Marina McCoy, philosophy professor and expert in Platonic philosophy, spoke about the interconnectedness of imagination and prayer Thursday night in Corcoran Commons. The presentation focused on how these two entities, which are core tenets of Ignatian spirituality, can be used to broaden a person’s spiritual insights and better discern motions of the soul.
Her talk was part of a series of talks on Ignatian spirituality co-sponsored by the Center for Ignatian Spirituality and Boston College’s Jesuit Collaborative.
“Imagination and prayer allow God to guide you to truly see.”
– Professor Marina McCoy
Plato argued that our imaginations are limited in the sense that people can only truly understand a few facets of something because how one sees the world is shaped by one’s own history.
McCoy shared how she struggled to come up with how to write an appropriate eulogy for her grandmother’s funeral. She decided to tell anecdotes about her grandmother’s life.
“She was a physician, she had great courage to survive in a refugee camp after leaving her own war-torn country, she liked to drive her convertible, and drove it very fast,” McCoy said. “She liked to slice ice cream in rectangles out of the box by undoing the entire box and slicing it, instead of scooping it, and she absolutely hated to cook.”
She decided to articulate certain facets of her grandmother that she knew. God is like this as well, she said, but no matter how much we know through our lived experience with God, we are always restrained in how we can understand Him.
Aristotle points out that in mathematics and ethics, she said, people immediately jump to specific examples. The different answers we get to specific problems are shaped by constant mathematics or ethical principles. McCoy questioned why understanding God is not done in the same way. She pointed out that our imaginations can allow us to better reconcile our desires with those which God wants of us.
Ignatian contemplative style, or deliberative prayer, McCoy said, can help us better discern what we want out of our lives. This Ignatian exercise relies on retreat and immersion into the story. To deliberately pray with a text, she said, you must “read the passage and let the scene unfold.”
The story of God and the stories of other people are weaved together, she said, and we discover that our stories are interwoven. Her friend likens our combined stories to a piece of embroidery, in which we can only see the crisscrossed threads and messiness. In truth, the fabric of our lives is much more beautiful than we will ever realize.
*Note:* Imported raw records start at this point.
//! ocrpdf CLI - OCR a folder of PDFs into one report

mod fonts;
mod ocr_client;

use std::fs;
use std::path::{Path, PathBuf};

use clap::{Args, Parser, Subcommand, ValueEnum};
use colored::Colorize;
use indicatif::{ProgressBar, ProgressStyle};

use ocrpdf::model::{batch_from_json, Document};
use ocrpdf::writer::render_pages;
use ocrpdf::{
    create_report_with_font, find_pdfs, DocumentBreak, JsonFormat, RecordingWriter, Report,
    ReportAssembler, ReportOptions,
};

use ocr_client::{OcrClient, DEFAULT_API_URL};

#[derive(Parser)]
#[command(name = "ocrpdf")]
#[command(version)]
#[command(about = "OCR a folder of PDFs and lay the results out as one PDF report", long_about = None)]
struct Cli {
    #[command(subcommand)]
    command: Commands,
}

#[derive(Subcommand)]
enum Commands {
    /// OCR every PDF in a directory and write the report
    Run {
        /// Directory containing the PDF files
        #[arg(value_name = "DIR", default_value = "pdfs")]
        input: PathBuf,

        #[command(flatten)]
        service: ServiceArgs,

        #[command(flatten)]
        report: ReportArgs,
    },

    /// Write a report from a JSON file of extracted texts (no network)
    Render {
        /// JSON file of `[{"name": .., "text": ..}]` entries
        #[arg(value_name = "FILE")]
        input: PathBuf,

        #[command(flatten)]
        report: ReportArgs,
    },

    /// Check that the OCR service is reachable with the configured token
    Check {
        #[command(flatten)]
        service: ServiceArgs,
    },
}

#[derive(Args)]
struct ServiceArgs {
    /// OCR service API token
    #[arg(long, env = "OCRPDF_TOKEN", hide_env_values = true)]
    token: String,

    /// OCR service endpoint
    #[arg(long, env = "OCRPDF_API_URL", default_value = DEFAULT_API_URL)]
    api_url: String,
}

#[derive(Args)]
struct ReportArgs {
    /// Output directory
    #[arg(short, long, value_name = "DIR", default_value = ocrpdf::report::DEFAULT_OUTPUT_DIR)]
    output: PathBuf,

    /// Report file name
    #[arg(long, default_value = ocrpdf::report::DEFAULT_FILE_NAME)]
    name: String,

    /// TrueType font with Persian glyphs (enables right-to-left shaping)
    #[arg(long, value_name = "FILE")]
    font: Option<PathBuf>,

    /// Ignore any font and write Latin labels only
    #[arg(long, conflicts_with = "font")]
    no_shaping: bool,

    /// Maximum characters per line
    #[arg(long, default_value_t = ocrpdf::layout::DEFAULT_MAX_CHARS)]
    max_chars: usize,

    /// When a new document starts on a new page
    #[arg(long, value_enum, default_value = "always")]
    document_break: BreakMode,

    /// Also export the laid-out report as JSON
    #[arg(long, value_name = "FILE")]
    json: Option<PathBuf>,

    /// Print the laid-out pages instead of writing a PDF
    #[arg(long)]
    dry_run: bool,
}

#[derive(Copy, Clone, PartialEq, Eq, ValueEnum)]
enum BreakMode {
    /// Every document starts on a new page
    Always,
    /// Break only when the next title block does not fit
    WhenNeeded,
}

impl From<BreakMode> for DocumentBreak {
    fn from(mode: BreakMode) -> Self {
        match mode {
            BreakMode::Always => DocumentBreak::Always,
            BreakMode::WhenNeeded => DocumentBreak::WhenInsufficient,
        }
    }
}

fn main() {
    env_logger::init();

    let cli = Cli::parse();

    let result = match cli.command {
        Commands::Run {
            input,
            service,
            report,
        } => cmd_run(&input, &service, &report),
        Commands::Render { input, report } => cmd_render(&input, &report),
        Commands::Check { service } => cmd_check(&service),
    };

    if let Err(e) = result {
        eprintln!("{}: {}", "Error".red().bold(), e);
        std::process::exit(1);
    }
}

fn cmd_run(
    input: &Path,
    service: &ServiceArgs,
    args: &ReportArgs,
) -> Result<(), Box<dyn std::error::Error>> {
    if !input.is_dir() {
        return Err(format!("Directory {} not found", input.display()).into());
    }

    let paths = find_pdfs(input)?;
    if paths.is_empty() {
        println!("{}", "No PDF files found.".yellow());
        return Ok(());
    }

    println!(
        "{} {} PDF files in {}",
        "Found".green(),
        paths.len(),
        input.display()
    );
    for path in &paths {
        println!("  {} {}", "─".dimmed(), path.display());
    }

    let batch = ocr_batch(&paths, service)?;
    write_report(&batch, args)
}

fn ocr_batch(
    paths: &[PathBuf],
    service: &ServiceArgs,
) -> Result<Vec<Document>, Box<dyn std::error::Error>> {
    let client = OcrClient::new(&service.api_url, &service.token)
        .map_err(|e| format!("Could not build HTTP client: {}", e))?;
    let runtime = tokio::runtime::Runtime::new()?;

    let pb = ProgressBar::new(paths.len() as u64);
    pb.set_style(
        ProgressStyle::default_bar()
            .template("{spinner:.green} [{bar:40.cyan/blue}] {pos}/{len} {msg}")
            .unwrap()
            .progress_chars("#>-"),
    );

    let mut batch = Vec::with_capacity(paths.len());
    for (index, path) in paths.iter().enumerate() {
        let name = path.display().to_string();
        pb.set_message(name.clone());

        let document = match runtime.block_on(client.extract(path)) {
            Ok(text) => {
                pb.println(format!("{} {}", "OCR done:".green(), name));
                Document::from_pair(index + 1, name, text)
            }
            Err(e) => {
                pb.println(format!("{} {}: {}", "OCR failed:".red(), name, e));
                log::warn!("OCR failed for {}: {}", name, e);
                Document::failed(index + 1, name, e.to_string())
            }
        };
        batch.push(document);
        pb.inc(1);
    }
    pb.finish_with_message("Done!");

    Ok(batch)
}

fn cmd_render(input: &Path, args: &ReportArgs) -> Result<(), Box<dyn std::error::Error>> {
    let json = fs::read_to_string(input)?;
    let batch = batch_from_json(&json)?;
    println!(
        "{} {} entries from {}",
        "Loaded".green(),
        batch.len(),
        input.display()
    );
    write_report(&batch, args)
}

fn write_report(batch: &[Document], args: &ReportArgs) -> Result<(), Box<dyn std::error::Error>> {
    let loaded = if args.no_shaping {
        None
    } else {
        fonts::load_font(args.font.as_deref(), Path::new("."))
    };
    if args.font.is_some() && loaded.is_none() {
        return Err(format!("Font not readable: {}", display_opt(args.font.as_deref())).into());
    }
    let font = match loaded {
        Some(font) if font.is_usable() => {
            println!("{} {}", "Using font".green(), font.path.display());
            Some(font)
        }
        Some(font) => {
            println!(
                "{} {}",
                "Font could not be parsed, writing Latin labels without shaping:".yellow(),
                font.path.display()
            );
            None
        }
        None if !args.no_shaping => {
            println!(
                "{}",
                "No Persian font found, writing Latin labels without shaping".yellow()
            );
            None
        }
        None => None,
    };

    let options = ReportOptions::new()
        .with_shaping(font.is_some())
        .with_max_chars(args.max_chars)
        .with_document_break(args.document_break.into())
        .with_output_dir(&args.output)
        .with_file_name(&args.name);
    options.layout.validate()?;

    if args.dry_run || args.json.is_some() {
        let report = ReportAssembler::new(options.clone()).assemble(batch);
        if let Some(path) = &args.json {
            export_json(&report, path)?;
        }
        if args.dry_run {
            let mut writer = RecordingWriter::new().with_width(args.max_chars);
            render_pages(&report, &mut writer)?;
            println!("{}", writer.to_text());
            return Ok(());
        }
    }

    let font_bytes = font.as_ref().map(|f| f.bytes.as_slice());
    match create_report_with_font(batch, &options, font_bytes) {
        Some(path) => {
            println!(
                "{} {}",
                "PDF report successfully created:".green().bold(),
                path.display()
            );
            Ok(())
        }
        None => Err("Error creating PDF report".into()),
    }
}

fn export_json(report: &Report, path: &Path) -> Result<(), Box<dyn std::error::Error>> {
    let json = report.to_json(JsonFormat::Pretty)?;
    fs::write(path, json)?;
    println!("{} {}", "Saved to".green(), path.display());
    Ok(())
}

fn cmd_check(service: &ServiceArgs) -> Result<(), Box<dyn std::error::Error>> {
    let client = OcrClient::new(&service.api_url, &service.token)
        .map_err(|e| format!("Could not build HTTP client: {}", e))?;
    let runtime = tokio::runtime::Runtime::new()?;

    println!("{} {}", "Checking".cyan().bold(), service.api_url);
    let status = runtime
        .block_on(client.check())
        .map_err(|e| format!("Connection failed: {}", e))?;

    if status.is_server_error() {
        println!("{} {}", "Service error:".red(), status);
    } else if status == reqwest::StatusCode::UNAUTHORIZED || status == reqwest::StatusCode::FORBIDDEN
    {
        println!("{} {}", "Token rejected:".red(), status);
    } else {
        println!("{} {}", "Service reachable:".green(), status);
    }
    Ok(())
}

fn display_opt(path: Option<&Path>) -> String {
    path.map(|p| p.display().to_string()).unwrap_or_default()
}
“Imagination and prayer allow God to guide you to truly see,” she said.
McCoy mentioned the story of Jesus curing the blind man in the New Testament. In the story, the man born blind is cured of his physical blindness when he accepts the task that Jesus gives him in blind faith. The man’s physical cure is symbolic of the spiritual remedy.
“He wants to see, but it must have been more than a physical seeing that he wanted,” McCoy said. “This seeing was more than physical. When he’s healed, he is so full of love and gratitude that he cannot resist going out and talking about it. He shares the gift that he has received with everyone else because his gratitude cannot be contained.”
This type of deliberate prayer, she said, helped her while she was clinically depressed. McCoy’s depression was particularly difficult because her depression was accompanied by personal shame.
While she was praying, she looked outward, seeing Christ with his bloody wounds. She said that she identified with him because of her internal wounds.
McCoy’s love of God, combined with her imagination, allowed her to grow spiritually and come closer to Him, like the blind man. Her narrative of pain, suffering, and loss allowed her to realize how beautiful love is and foster her relationships with God and other people.
McCoy asked if the desires we have and those of God are really different. St. Augustine’s view, she said, is that our deepest desires are in fact truly good. When our desires are distilled to the fundamentals, we are left with a love of God and people alone. We are often called to desire things that will not make us truly happy. In reality, living by the beatitudes and loving our neighbors require our attention.
An audience member asked McCoy whether imaginatively finding God is like Machiavelli’s views of effective leadership. The audience member likened imagining God to Machiavelli’s imagined truths as opposed to effectual truths.
McCoy agreed, echoing an earlier point in her talk that the imagination is always going to be at least partially removed from the truth, and she pointed out that it is in knowing God better that we better understand what we do not know.